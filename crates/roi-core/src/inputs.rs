//! Simulation inputs
//!
//! The four numeric fields of the simulator form. Each field is an
//! `Option<f64>`: `None` is "absent", which is distinct from zero. A value is
//! *usable* only when it is finite and non-negative; only usable values ever
//! leave the client.

use crate::error::ValidationError;
use serde::{Deserialize, Serialize};
use serde_json::Value;
use std::fmt;
use std::str::FromStr;

/// Returns true when `value` may be sent to the backend
#[inline]
#[must_use]
pub fn is_usable(value: f64) -> bool {
    value.is_finite() && value >= 0.0
}

/// One of the four form fields
#[derive(Debug, Clone, Copy, PartialEq, Eq, Hash, Serialize, Deserialize)]
#[serde(rename_all = "snake_case")]
pub enum InputField {
    /// Monthly manual labor cost (required)
    LaborCostManual,
    /// Monthly savings from fewer errors (required)
    ErrorSavings,
    /// Monthly automation cost (required)
    AutoCost,
    /// One-time implementation cost (optional)
    ImplementationCost,
}

impl InputField {
    /// All fields in form order
    pub const ALL: [InputField; 4] = [
        Self::LaborCostManual,
        Self::ErrorSavings,
        Self::AutoCost,
        Self::ImplementationCost,
    ];

    /// Fields that must be usable before a simulation can run
    pub const REQUIRED: [InputField; 3] =
        [Self::LaborCostManual, Self::ErrorSavings, Self::AutoCost];

    /// Wire key used by the backend
    #[inline]
    #[must_use]
    pub fn key(self) -> &'static str {
        match self {
            Self::LaborCostManual => "labor_cost_manual",
            Self::ErrorSavings => "error_savings",
            Self::AutoCost => "auto_cost",
            Self::ImplementationCost => "implementation_cost",
        }
    }

    /// camelCase spelling, accepted when decoding stored payloads
    #[inline]
    #[must_use]
    pub fn camel_key(self) -> &'static str {
        match self {
            Self::LaborCostManual => "laborCostManual",
            Self::ErrorSavings => "errorSavings",
            Self::AutoCost => "autoCost",
            Self::ImplementationCost => "implementationCost",
        }
    }
}

impl fmt::Display for InputField {
    fn fmt(&self, f: &mut fmt::Formatter<'_>) -> fmt::Result {
        let label = match self {
            Self::LaborCostManual => "labor cost (manual)",
            Self::ErrorSavings => "error savings",
            Self::AutoCost => "automation cost",
            Self::ImplementationCost => "implementation cost",
        };
        f.write_str(label)
    }
}

/// Error for an unknown field name
#[derive(Debug, Clone, PartialEq, Eq, thiserror::Error)]
#[error("unknown field: '{0}'")]
pub struct UnknownField(pub String);

impl FromStr for InputField {
    type Err = UnknownField;

    fn from_str(s: &str) -> Result<Self, Self::Err> {
        let normalized = s.trim().to_ascii_lowercase().replace('-', "_");
        match normalized.as_str() {
            "labor_cost_manual" | "laborcostmanual" | "labor" => Ok(Self::LaborCostManual),
            "error_savings" | "errorsavings" | "errors" => Ok(Self::ErrorSavings),
            "auto_cost" | "autocost" | "auto" => Ok(Self::AutoCost),
            "implementation_cost" | "implementationcost" | "implementation" => {
                Ok(Self::ImplementationCost)
            }
            _ => Err(UnknownField(s.to_string())),
        }
    }
}

/// Parse raw field text
///
/// Empty (or whitespace-only) text is absent. Text that is not a number is
/// rejected. Negative and infinite values parse fine but are not usable.
pub fn parse_field_text(field: InputField, text: &str) -> Result<Option<f64>, ValidationError> {
    let trimmed = text.trim();
    if trimmed.is_empty() {
        return Ok(None);
    }
    match trimmed.parse::<f64>() {
        Ok(value) if !value.is_nan() => Ok(Some(value)),
        _ => Err(ValidationError::NotANumber {
            field,
            text: text.to_string(),
        }),
    }
}

/// The typed form values
#[derive(Debug, Clone, Copy, Default, PartialEq)]
pub struct SimulationInputs {
    pub labor_cost_manual: Option<f64>,
    pub error_savings: Option<f64>,
    pub auto_cost: Option<f64>,
    pub implementation_cost: Option<f64>,
}

impl SimulationInputs {
    /// Empty form
    #[inline]
    #[must_use]
    pub fn new() -> Self {
        Self::default()
    }

    /// Form with the three required fields set
    #[inline]
    #[must_use]
    pub fn with_required(labor_cost_manual: f64, error_savings: f64, auto_cost: f64) -> Self {
        Self {
            labor_cost_manual: Some(labor_cost_manual),
            error_savings: Some(error_savings),
            auto_cost: Some(auto_cost),
            implementation_cost: None,
        }
    }

    /// With implementation cost
    #[inline]
    #[must_use]
    pub fn with_implementation_cost(mut self, value: f64) -> Self {
        self.implementation_cost = Some(value);
        self
    }

    /// Current value of `field`
    #[inline]
    #[must_use]
    pub fn get(&self, field: InputField) -> Option<f64> {
        match field {
            InputField::LaborCostManual => self.labor_cost_manual,
            InputField::ErrorSavings => self.error_savings,
            InputField::AutoCost => self.auto_cost,
            InputField::ImplementationCost => self.implementation_cost,
        }
    }

    /// Overwrite `field`
    #[inline]
    pub fn set(&mut self, field: InputField, value: Option<f64>) {
        let slot = match field {
            InputField::LaborCostManual => &mut self.labor_cost_manual,
            InputField::ErrorSavings => &mut self.error_savings,
            InputField::AutoCost => &mut self.auto_cost,
            InputField::ImplementationCost => &mut self.implementation_cost,
        };
        *slot = value;
    }

    /// Apply raw text to `field`; on error the form is left unchanged
    pub fn set_from_text(&mut self, field: InputField, text: &str) -> Result<(), ValidationError> {
        let value = parse_field_text(field, text)?;
        self.set(field, value);
        Ok(())
    }

    /// Whether `field` holds a usable value
    #[inline]
    #[must_use]
    pub fn is_field_usable(&self, field: InputField) -> bool {
        self.get(field).is_some_and(is_usable)
    }

    /// All three required fields are usable
    #[inline]
    #[must_use]
    pub fn can_simulate(&self) -> bool {
        InputField::REQUIRED
            .iter()
            .all(|field| self.is_field_usable(*field))
    }

    /// Build the outgoing payload
    ///
    /// The optional field is included only when usable; an unusable optional
    /// value is dropped rather than failing the request.
    pub fn to_request(&self) -> Result<SimulationRequest, ValidationError> {
        let required = |field: InputField| {
            self.get(field)
                .filter(|v| is_usable(*v))
                .ok_or(ValidationError::MissingRequired(field))
        };

        Ok(SimulationRequest {
            labor_cost_manual: required(InputField::LaborCostManual)?,
            error_savings: required(InputField::ErrorSavings)?,
            auto_cost: required(InputField::AutoCost)?,
            implementation_cost: self.implementation_cost.filter(|v| is_usable(*v)),
        })
    }

    /// Decode a stored serialized-inputs blob
    ///
    /// Never fails: malformed JSON yields an empty form, and each field that
    /// is missing or not numeric degrades to absent on its own.
    #[must_use]
    pub fn from_stored_json(text: &str) -> Self {
        match serde_json::from_str::<Value>(text) {
            Ok(value) => Self::from_stored_value(&value),
            Err(_) => Self::default(),
        }
    }

    /// Decode an already-parsed stored payload, see [`Self::from_stored_json`]
    #[must_use]
    pub fn from_stored_value(value: &Value) -> Self {
        let mut inputs = Self::default();
        let Some(object) = value.as_object() else {
            return inputs;
        };

        for field in InputField::ALL {
            let raw = object
                .get(field.key())
                .or_else(|| object.get(field.camel_key()));
            inputs.set(field, raw.and_then(lenient_number));
        }
        inputs
    }
}

fn lenient_number(value: &Value) -> Option<f64> {
    match value {
        Value::Number(n) => n.as_f64(),
        Value::String(s) => parse_field_text(InputField::LaborCostManual, s).ok().flatten(),
        _ => None,
    }
}

/// Body of `POST /api/simulate`
#[derive(Debug, Clone, Copy, PartialEq, Serialize, Deserialize)]
pub struct SimulationRequest {
    pub labor_cost_manual: f64,
    pub error_savings: f64,
    pub auto_cost: f64,
    #[serde(default, skip_serializing_if = "Option::is_none")]
    pub implementation_cost: Option<f64>,
}

impl From<SimulationRequest> for SimulationInputs {
    fn from(request: SimulationRequest) -> Self {
        Self {
            labor_cost_manual: Some(request.labor_cost_manual),
            error_savings: Some(request.error_savings),
            auto_cost: Some(request.auto_cost),
            implementation_cost: request.implementation_cost,
        }
    }
}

Aim of the exercise:
Would you output, from the records above, exactly the run of lines that starts at the line containing "InputField::ErrorSavings => &mut" and ends at the line containing "an unusable optional", and only that run?

Task response:
            InputField::ErrorSavings => &mut self.error_savings,
            InputField::AutoCost => &mut self.auto_cost,
            InputField::ImplementationCost => &mut self.implementation_cost,
        };
        *slot = value;
    }

    /// Apply raw text to `field`; on error the form is left unchanged
    pub fn set_from_text(&mut self, field: InputField, text: &str) -> Result<(), ValidationError> {
        let value = parse_field_text(field, text)?;
        self.set(field, value);
        Ok(())
    }

    /// Whether `field` holds a usable value
    #[inline]
    #[must_use]
    pub fn is_field_usable(&self, field: InputField) -> bool {
        self.get(field).is_some_and(is_usable)
    }

    /// All three required fields are usable
    #[inline]
    #[must_use]
    pub fn can_simulate(&self) -> bool {
        InputField::REQUIRED
            .iter()
            .all(|field| self.is_field_usable(*field))
    }

    /// Build the outgoing payload
    ///
    /// The optional field is included only when usable; an unusable optional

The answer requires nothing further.